Byline: Robert Seely Associated Press

A disgraced boys club leader with a passion for guns carried four pistols into a Scottish country school and methodically shot to death 16 kindergartners and a teacher Wednesday.

The gunman, a 43-year-old loner nurturing dark, hidden grievances, then killed himself at the elementary school in Dunblane, a pretty town of 9,000 people on the edge of the Scottish Highlands.

Only one 5-year-old escaped injury or death among the 29 children playing in the gymnasium when Thomas Hamilton strode in from the playground at about 9:30 a.m. and began firing.

The dead children - 11 girls and five boys - were ages 5 and 6. Two other teachers and 12 children were injured, including a 5-year-old in critical condition with a gunshot wound to the chest.

The massacre, the worst by gunfire in modern-day Britain, devastated this 13th century cathedral town, which straddles a meandering river in a bucolic area 35 miles northwest of Edinburgh.

"Just now to most people this is a nightmare," said school board member Gerry McDermott. "But they will not wake up from it."

Five-year-old Stewart Weir may never forget - he knew the man with guns was after him. Stewart got away with a bullet-grazed leg, and was able to tell his dad about it.

"Stewart said he thought the gunman was shooting at him," Robert Weir said after comforting the boy in hospital.

"He got hit in the leg, so he took a run and just hid with another wee girl. It is lucky the man turned the gun on himself before he got the rest of the kids."

Panic-stricken men and women rushed to the 700-pupil Dunblane Primary School, frantically looking for their children, others clutching their sons and daughters in relief.

"All our thoughts are with the parents whose children have been killed or injured," said Brian Owen as he led his young son, Stuart, from the school. "I am lucky because my children are OK."

Chief Constable William Wilson said Hamilton was armed with four handguns when he burst through the school's front entrance, headed along a passageway past the dining room to the gymnasium, where the smallest children were having a class.

"This is a slaughter of the innocents, unlike anything we have ever seen in Scotland, and I think Scotland is going to have to come to terms with it," said Helen Liddell, a Scottish member of Parliament with the opposition Labor Party.

Guns are much more difficult to obtain in Britain than in the United States, and massacres are rare.
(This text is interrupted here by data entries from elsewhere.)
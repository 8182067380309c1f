//! Aggregate statistics over the term file.
//!
//! A snapshot is recomputed from disk on every call; nothing is cached here.

use std::path::Path;

use crate::error::{Result, StoreError};
use crate::model::{StatsSnapshot, DB_SOURCE, USER_SOURCE};
use crate::parser::{parse_triple, read_data_lines};

/// Provenance bucket a record falls into.
#[derive(Debug, Clone, Copy, PartialEq, Eq)]
pub enum SourceClass {
    User,
    Db,
    Other,
}

/// Classify a source tag by substring, checking "user" before "db".
pub fn classify_source(tag: &str) -> SourceClass {
    if tag.contains(USER_SOURCE) {
        SourceClass::User
    } else if tag.contains(DB_SOURCE) {
        SourceClass::Db
    } else {
        SourceClass::Other
    }
}

/// Number of whitespace-delimited words.
pub fn word_count(text: &str) -> usize {
    text.split_whitespace().count()
}

/// Compute counts and definition word statistics for the term file at `path`.
pub fn compute_stats(path: &Path) -> Result<StatsSnapshot> {
    let lines = read_data_lines(path)?;
    if lines.is_empty() {
        return Err(StoreError::EmptyDataset {
            path: path.to_path_buf(),
        });
    }

    let mut user = 0usize;
    let mut db = 0usize;
    let mut other = 0usize;
    let mut lengths = Vec::with_capacity(lines.len());

    for line in &lines {
        let [term, definition, source] = parse_triple(path, line.number, &line.text)?;
        lengths.push(word_count(definition));
        match classify_source(source) {
            SourceClass::User => user += 1,
            SourceClass::Db => db += 1,
            SourceClass::Other => {
                tracing::warn!("term '{term}' has unrecognized source tag '{source}'");
                other += 1;
            }
        }
    }

    let total_words: usize = lengths.iter().sum();
    let words_max = lengths.iter().copied().max().unwrap_or(0);
    let words_min = lengths.iter().copied().min().unwrap_or(0);

    Ok(StatsSnapshot {
        terms_all: db + user,
        terms_own: db,
        terms_added: user,
        terms_other: other,
        words_avg: total_words as f64 / lengths.len() as f64,
        words_max,
        words_min,
    })
}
The death toll was even higher than the last massacre to shock Britain, in August 1987, when 27-year-old Michael Ryan, an unemployed loner and gun enthusiast, shot 16 people, then killed himself in the quiet market town of Hungerford.
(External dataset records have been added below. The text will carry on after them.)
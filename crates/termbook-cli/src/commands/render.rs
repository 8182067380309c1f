//! The `termbook render` command.

use std::path::{Path, PathBuf};

use anyhow::Result;

use termbook_core::load_config_from;
use termbook_report::RenderedSite;

pub fn execute(config_path: Option<&Path>, output: PathBuf) -> Result<()> {
    let config = load_config_from(config_path)?;
    let site = RenderedSite::new(output);

    for path in site.render_all(&config)? {
        println!("Wrote {}", path.display());
    }

    Ok(())
}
Hamilton was a Scout leader in Stirling in the early 1970s, and was expelled for what the Boy Scouts Association called "complaints about unstable and improper behavior following a Scout camp."

News reports said he wrote to Queen Elizabeth II about his problems trying to revive a boys club he ran after leaving the Boy Scouts.

In London, a Buckingham Palace spokesman said the queen recently received a letter from a Mr. Hamilton but refused to say whether it was from the killer.

David Urquhart, 13, said he and several friends had attended Hamilton's Stirling Rovers athletic club for boys 9-14, but left because he frightened them.

"In the gym hall he wanted to film me doing a flip," Urquhart told the Associated Press. "At the end I had to stand to attention with my ribs sticking out. He used to take photos of people all the time. He always told us to take our tops off."

Hamilton lived in public housing in Stirling, five miles from Dunblane, and neighbors said he was a solitary individual whose hobbies were photography and shooting.

"He was deep, a cautious kind of man," a neighbor, Grace Ogilvie, said. "He told me that he took young boys on holiday to Loch Lomond."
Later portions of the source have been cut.